From Michael Gifford

How to use Your Current Skills at Home

Many parents who work outside of the home are hesitant to leave the workforce to stay at home with their children. Some parents fear that a gap on their resumes will make future employment difficult or that their skills and knowledge will become outdated. Working from home can offer an opportunity for parents to keep their skills up-to-date. Guest author Michael Gifford has these tips to convert current job skills to a home-based business.

Right in Front of You?

That home business opportunity for which you've been searching for the past several years may have stared you directly in the face today. You may have touched it, seen it or heard it several times. In fact, it may be so obvious that when you finally do discover it, you'll wonder how you ever overlooked it.

Your Current Employment

Consider for a moment the possibility that your best opportunity for working from home may lie in the tasks you currently perform for your employer. Let's say, for example, that you spend a significant portion of your day typing. Perhaps you could start a typing service at home. Maybe you could start a resume service. You might work to expand your writing skills, combine them with your typing ability and create press releases. Perhaps you could learn design skills, combine those with your typing proficiency and launch a business that designs marketing materials or even websites. The point is, it's conceivable that the same task or series of tasks that you have been performing so faithfully in someone else's employ for so long could be the very foundation of a successful home business for you.

A Prime Example

Gina Holub, owner of GMH Research in Bethlehem, Pennsylvania found this to be true. After she was laid off from her market research job in 1995, she dutifully began sending out resumes in pursuit of a similar position. It wasn't long until a company called her for an interview. The only difficulty was that this company was located in a different city and Gina was not interested in moving. Upon declining the invitation to interview, Gina was told by the company representative that they would keep her resume on file in case they ever needed freelance market research. It was that casual comment that struck a chord with Gina. Perhaps she could take her experience in market research and make a home business out of it. "Why not give it a try?" she reasoned.

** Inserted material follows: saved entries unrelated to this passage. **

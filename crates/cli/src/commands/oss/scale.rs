//! scale command - Print image-resize query templates
//!
//! The templates are appended to an object URL to have the bucket's image
//! processing resize the picture on the fly.

use serde::Serialize;

use crate::exit_code::ExitCode;
use crate::output::Formatter;

struct Template {
    token: &'static str,
    /// Printed verbatim in human output; scripts match on these lines.
    description: &'static str,
    english: &'static str,
}

// The third description repeats the second one. It is kept as printed.
const TEMPLATES: [Template; 6] = [
    Template {
        token: "!<Scale>p",
        description: "指定图片的宽高为原图的 Scale%",
        english: "scale width and height to Scale% of the original",
    },
    Template {
        token: "!<Scale>px",
        description: "指定图片的宽为原图的 Scale%，高度不变",
        english: "scale width to Scale% of the original, height unchanged",
    },
    Template {
        token: "!x<Scale>p",
        description: "指定图片的宽为原图的 Scale%，高度不变",
        english: "scale height to Scale% of the original, width unchanged",
    },
    Template {
        token: "<Width>x",
        description: "指定目标图片宽度为 Width，高度等比缩放",
        english: "set width to Width, height scales proportionally",
    },
    Template {
        token: "x<Height>",
        description: "指定目标图片高度为 Height，宽度等比缩放",
        english: "set height to Height, width scales proportionally",
    },
    Template {
        token: "<Width>x<Height>!",
        description: "忽略原图宽高比例，指定图片宽度为 Width，高度为 Height，强行缩放图片，可能导致目标图片变形",
        english: "ignore the aspect ratio and force Width x Height, the image may be distorted",
    },
];

#[derive(Debug, Serialize)]
struct TemplateOutput {
    query: String,
    description: &'static str,
    description_en: &'static str,
}

fn query(token: &str) -> String {
    format!("?imageMogr2/thumbnail/{token}")
}

/// Human-readable template lines
pub(super) fn lines() -> Vec<String> {
    TEMPLATES
        .iter()
        .map(|t| format!("{} :{} kb", query(t.token), t.description))
        .collect()
}

/// Execute the scale command
pub fn execute(formatter: &Formatter) -> ExitCode {
    if formatter.is_json() {
        let templates: Vec<TemplateOutput> = TEMPLATES
            .iter()
            .map(|t| TemplateOutput {
                query: query(t.token),
                description: t.description,
                description_en: t.english,
            })
            .collect();
        formatter.json(&templates);
    } else {
        for line in lines() {
            formatter.println(&line);
        }
    }
    ExitCode::Success
}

She began contacting people in market research firms with whom she had done business with her previous employer and informed them that she was starting her own company. She also purchased a membership list for a market research professional organization and started sending out sales letters. Now, nearly five years after leaving the 9 to 5 routine, Gina's business is thriving and continually growing from her home. It all started with a desire to work from home, an assessment of the skills that she had learned on the job and the simple question, "Why not?"

How to Consider the Obvious: Make a List

Why not take a little time and make a list of the tasks you perform on your job each day? Do you type, design, write, build, sell? Whatever you do, no matter how insignificant it may seem at the moment, add it to your list.

When you're finished, go back over your list and ask yourself if there are any of those tasks which you could develop into your own home business. Conduct a search for those tasks on the Internet or in your local Yellow Pages to see if anyone else has created a business from them.

Is Your Mind Open for Business?

If you're like millions of other men and women, your mind is wide open to ideas for going into business from home. Make sure it's open wide enough to allow the obvious to enter.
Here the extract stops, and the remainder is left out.